Me either, to be honest. I always looked at artificial languages as the sort of things writers created to add flavor to a given setting.
In some cases it seems to be a noble motivation, but creating artificial languages with the assumption that other people will happily recognize their superiority and adopt them comes with a big heaping of arrogance as well in many cases.
I hope you'll agree that the author had some positive things to say about Esperanto, the only such language to have acquired a widespread and self-perpetuating speech community.
Bill,
Yes, I think that's a fair assessment. In terms of its origins and application in real life, the Esperanto community stands out in the book.

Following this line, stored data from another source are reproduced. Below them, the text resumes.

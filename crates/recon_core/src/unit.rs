//! Unit records accumulated across turns.
//!
//! A [`Unit`] is the merged view of every observation of one battlefield
//! entity. Fields are optional because fog of war hides them; once a field is
//! known, later observations may refine it but never blank it again.

use std::fmt;

use serde::{Deserialize, Serialize};

use crate::roster::PartyId;
use crate::wire::UnitFields;

/// Type name given to transports that were only ever referenced by an unload.
pub const MYSTERY_TRANSPORT: &str = "MYSTERY TRANSPORT";

/// Type name given to attackers that fired from fog without revealing themselves.
pub const HIDDEN_ARTILLERY: &str = "HIDDEN ARTILLERY";

/// Service-assigned unit identifier.
///
/// Identifiers increase monotonically in creation order across both parties.
/// Build-turn inference depends on this and nothing validates it.
#[derive(
    Debug, Clone, Copy, Default, PartialEq, Eq, PartialOrd, Ord, Hash, Serialize, Deserialize,
)]
#[serde(transparent)]
pub struct UnitId(pub u64);

impl fmt::Display for UnitId {
    fn fmt(&self, f: &mut fmt::Formatter<'_>) -> fmt::Result {
        write!(f, "{}", self.0)
    }
}

/// Registry key for a unit record.
///
/// Units the service identified are keyed by their id. Attackers that fired
/// from fog have no id, so they are keyed by where they were inferred, which
/// keeps re-merging the same turn idempotent. Identified units sort first.
#[derive(Debug, Clone, Copy, PartialEq, Eq, PartialOrd, Ord, Hash, Serialize, Deserialize)]
pub enum UnitKey {
    /// Service-assigned identifier.
    Known(UnitId),
    /// Placeholder for an unidentified unit: turn and action index.
    Hidden {
        /// Turn the placeholder was created on.
        turn: u32,
        /// Index of the action within that turn's log.
        slot: u32,
    },
}

impl UnitKey {
    /// The service identifier, if there is one.
    #[must_use]
    pub const fn id(&self) -> Option<UnitId> {
        match self {
            Self::Known(id) => Some(*id),
            Self::Hidden { .. } => None,
        }
    }
}

impl fmt::Display for UnitKey {
    fn fmt(&self, f: &mut fmt::Formatter<'_>) -> fmt::Result {
        match self {
            Self::Known(id) => write!(f, "{id}"),
            Self::Hidden { turn, slot } => write!(f, "?{turn}.{slot}"),
        }
    }
}

/// Map coordinate.
#[derive(Debug, Clone, Copy, PartialEq, Eq, Hash, Serialize, Deserialize)]
pub struct Position {
    /// Column.
    pub x: i32,
    /// Row.
    pub y: i32,
}

impl Position {
    /// Create a new position.
    #[must_use]
    pub const fn new(x: i32, y: i32) -> Self {
        Self { x, y }
    }
}

/// When a unit was produced.
///
/// Direct evidence ([`BuildTurn::PreMatch`], [`BuildTurn::Observed`]) is never
/// overwritten. Inferred turns are only ever assigned to units that had none.
#[derive(Debug, Clone, Copy, PartialEq, Eq, Hash, Serialize, Deserialize)]
pub enum BuildTurn {
    /// Present in the very first snapshot, before any action happened.
    PreMatch,
    /// Seen being built on this turn.
    Observed(u32),
    /// Assigned by the id-ordering heuristic.
    Inferred(u32),
    /// Assigned by the id-ordering heuristic to a time before turn 0.
    InferredPreMatch,
}

impl BuildTurn {
    /// Turn index used for ordering and parity. Pre-match sorts as turn -1.
    #[must_use]
    pub const fn ordinal(&self) -> i64 {
        match self {
            Self::PreMatch | Self::InferredPreMatch => -1,
            Self::Observed(turn) | Self::Inferred(turn) => *turn as i64,
        }
    }

    /// Whether this turn comes from direct evidence rather than inference.
    #[must_use]
    pub const fn is_direct(&self) -> bool {
        matches!(self, Self::PreMatch | Self::Observed(_))
    }

    /// Concrete production turn, if the unit was built during the match.
    #[must_use]
    pub const fn turn(&self) -> Option<u32> {
        match self {
            Self::PreMatch | Self::InferredPreMatch => None,
            Self::Observed(turn) | Self::Inferred(turn) => Some(*turn),
        }
    }

    /// Build turn for a unit known to predate `turn + 1`. Anything older than
    /// turn 0 existed before the match started.
    #[must_use]
    pub fn inferred(turn: i64) -> Self {
        u32::try_from(turn).map_or(Self::InferredPreMatch, Self::Inferred)
    }
}

/// The merged history of one unit.
#[derive(Debug, Clone, PartialEq, Eq, Serialize, Deserialize)]
pub struct Unit {
    /// Registry key.
    pub key: UnitKey,
    /// Owning party, if ever revealed.
    pub owner: Option<PartyId>,
    /// Owner display name; unresolved when the owner is not in the roster.
    pub owner_name: Option<String>,
    /// Unit type name.
    pub type_name: Option<String>,
    /// Production price as reported by the service.
    pub cost: Option<u32>,
    /// Last known position.
    pub position: Option<Position>,
    /// Remaining hit points; `Some(0)` means destroyed.
    pub health: Option<u8>,
    /// Creation turn, once known or inferred.
    pub build_turn: Option<BuildTurn>,
    /// Most recent turn this unit was seen or referenced.
    pub last_seen: Option<u32>,
    /// Hidden distance travelled on the move whose destination was inferred.
    pub extra_distance: Option<u32>,
    /// Units last seen loaded in this one.
    pub cargo: Vec<UnitId>,
}

impl Unit {
    /// Create an empty record.
    #[must_use]
    pub fn new(key: UnitKey) -> Self {
        Self {
            key,
            owner: None,
            owner_name: None,
            type_name: None,
            cost: None,
            position: None,
            health: None,
            build_turn: None,
            last_seen: None,
            extra_distance: None,
            cargo: Vec::new(),
        }
    }

    /// Create a placeholder with a sentinel type name and only an owner.
    #[must_use]
    pub fn placeholder(key: UnitKey, type_name: &str, owner: Option<PartyId>) -> Self {
        Self {
            owner,
            type_name: Some(type_name.to_string()),
            ..Self::new(key)
        }
    }

    /// The service identifier, if there is one.
    #[must_use]
    pub const fn id(&self) -> Option<UnitId> {
        self.key.id()
    }

    /// Whether this record stands in for a unit that was never observed itself.
    #[must_use]
    pub fn is_placeholder(&self) -> bool {
        matches!(
            self.type_name.as_deref(),
            Some(MYSTERY_TRANSPORT | HIDDEN_ARTILLERY)
        )
    }

    /// Whether the unit is known to be destroyed.
    #[must_use]
    pub fn is_destroyed(&self) -> bool {
        self.health == Some(0)
    }

    /// Fold an observation into this record. Withheld fields keep their
    /// previous value.
    pub fn absorb(&mut self, fields: &UnitFields) {
        if fields.owner.is_some() {
            self.owner = fields.owner;
        }
        if let Some(type_name) = &fields.type_name {
            self.type_name = Some(type_name.clone());
        }
        if let Some(cost) = fields.cost.filter(|&cost| cost > 0) {
            self.cost = Some(cost);
        }
        if let Some(position) = fields.position() {
            self.position = Some(position);
            self.extra_distance = None;
        }
        if fields.hit_points.is_some() {
            self.health = fields.hit_points;
        }
        if fields.cargo1.is_some() || fields.cargo2.is_some() {
            self.cargo = fields.cargo().collect();
        }
    }

    /// Health as shown in reports: `"<n>HP"`, `"DEAD"`, or `"?"`.
    #[must_use]
    pub fn status(&self) -> String {
        match self.health {
            Some(0) => "DEAD".to_string(),
            Some(hp) => format!("{hp}HP"),
            None => "?".to_string(),
        }
    }
}

#[cfg(test)]
mod tests {
    use super::*;

    fn fields(id: u64) -> UnitFields {
        UnitFields {
            id: UnitId(id),
            ..Default::default()
        }
    }

    #[test]
    fn test_absorb_keeps_known_fields() {
        let mut unit = Unit::new(UnitKey::Known(UnitId(3)));
        unit.absorb(&UnitFields {
            owner: Some(PartyId(1)),
            type_name: Some("Tank".to_string()),
            cost: Some(7000),
            x: Some(4),
            y: Some(5),
            hit_points: Some(10),
            ..fields(3)
        });

        unit.absorb(&fields(3));

        assert_eq!(unit.owner, Some(PartyId(1)));
        assert_eq!(unit.type_name.as_deref(), Some("Tank"));
        assert_eq!(unit.cost, Some(7000));
        assert_eq!(unit.position, Some(Position::new(4, 5)));
        assert_eq!(unit.health, Some(10));
    }

    #[test]
    fn test_absorb_ignores_zero_cost() {
        let mut unit = Unit::new(UnitKey::Known(UnitId(3)));
        unit.absorb(&UnitFields {
            cost: Some(0),
            ..fields(3)
        });
        assert_eq!(unit.cost, None);
    }

    #[test]
    fn test_build_turn_ordinal() {
        assert_eq!(BuildTurn::PreMatch.ordinal(), -1);
        assert_eq!(BuildTurn::Observed(4).ordinal(), 4);
        assert_eq!(BuildTurn::Inferred(2).ordinal(), 2);
        assert!(BuildTurn::PreMatch.is_direct());
        assert!(!BuildTurn::Inferred(2).is_direct());
        assert!(!BuildTurn::InferredPreMatch.is_direct());
        assert_eq!(BuildTurn::InferredPreMatch.ordinal(), -1);
        assert_eq!(BuildTurn::InferredPreMatch.turn(), None);
    }

    #[test]
    fn test_known_keys_sort_before_hidden() {
        let hidden = UnitKey::Hidden { turn: 0, slot: 0 };
        assert!(UnitKey::Known(UnitId(u64::MAX)) < hidden);
    }

    #[test]
    fn test_status() {
        let mut unit = Unit::new(UnitKey::Known(UnitId(1)));
        assert_eq!(unit.status(), "?");
        unit.health = Some(7);
        assert_eq!(unit.status(), "7HP");
        unit.health = Some(0);
        assert_eq!(unit.status(), "DEAD");
        assert!(unit.is_destroyed());
    }

    #[test]
    fn test_placeholder() {
        let unit = Unit::placeholder(
            UnitKey::Known(UnitId(9)),
            MYSTERY_TRANSPORT,
            Some(PartyId(2)),
        );
        assert!(unit.is_placeholder());
        assert_eq!(unit.owner, Some(PartyId(2)));
        assert_eq!(unit.build_turn, None);
    }

    #[test]
    fn test_inferred_before_turn_zero_is_not_direct() {
        assert_eq!(BuildTurn::inferred(-2), BuildTurn::InferredPreMatch);
        assert_eq!(BuildTurn::inferred(0), BuildTurn::Inferred(0));
        assert_eq!(BuildTurn::inferred(4), BuildTurn::Inferred(4));
    }
}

The creator of Esperanto is portrayed as being a good-hearted person not caught up in his own ego, and his efforts to make learning the language seem natural are stressed.
Also, the author seems to find the Esperanto community and their international gatherings somewhat odd in their traditions but very welcoming to newcomers and sincere in their love of the language.
I actually have a sci-fi role-playing game, A Thousand Suns, that uses Esperanto as the language of its future human civilization. There's even a short glossary of sci-fi terms in Esperanto in one of the supplements.
Wow, nice review. This book certainly sounds like my cup of tea. I'll look for it.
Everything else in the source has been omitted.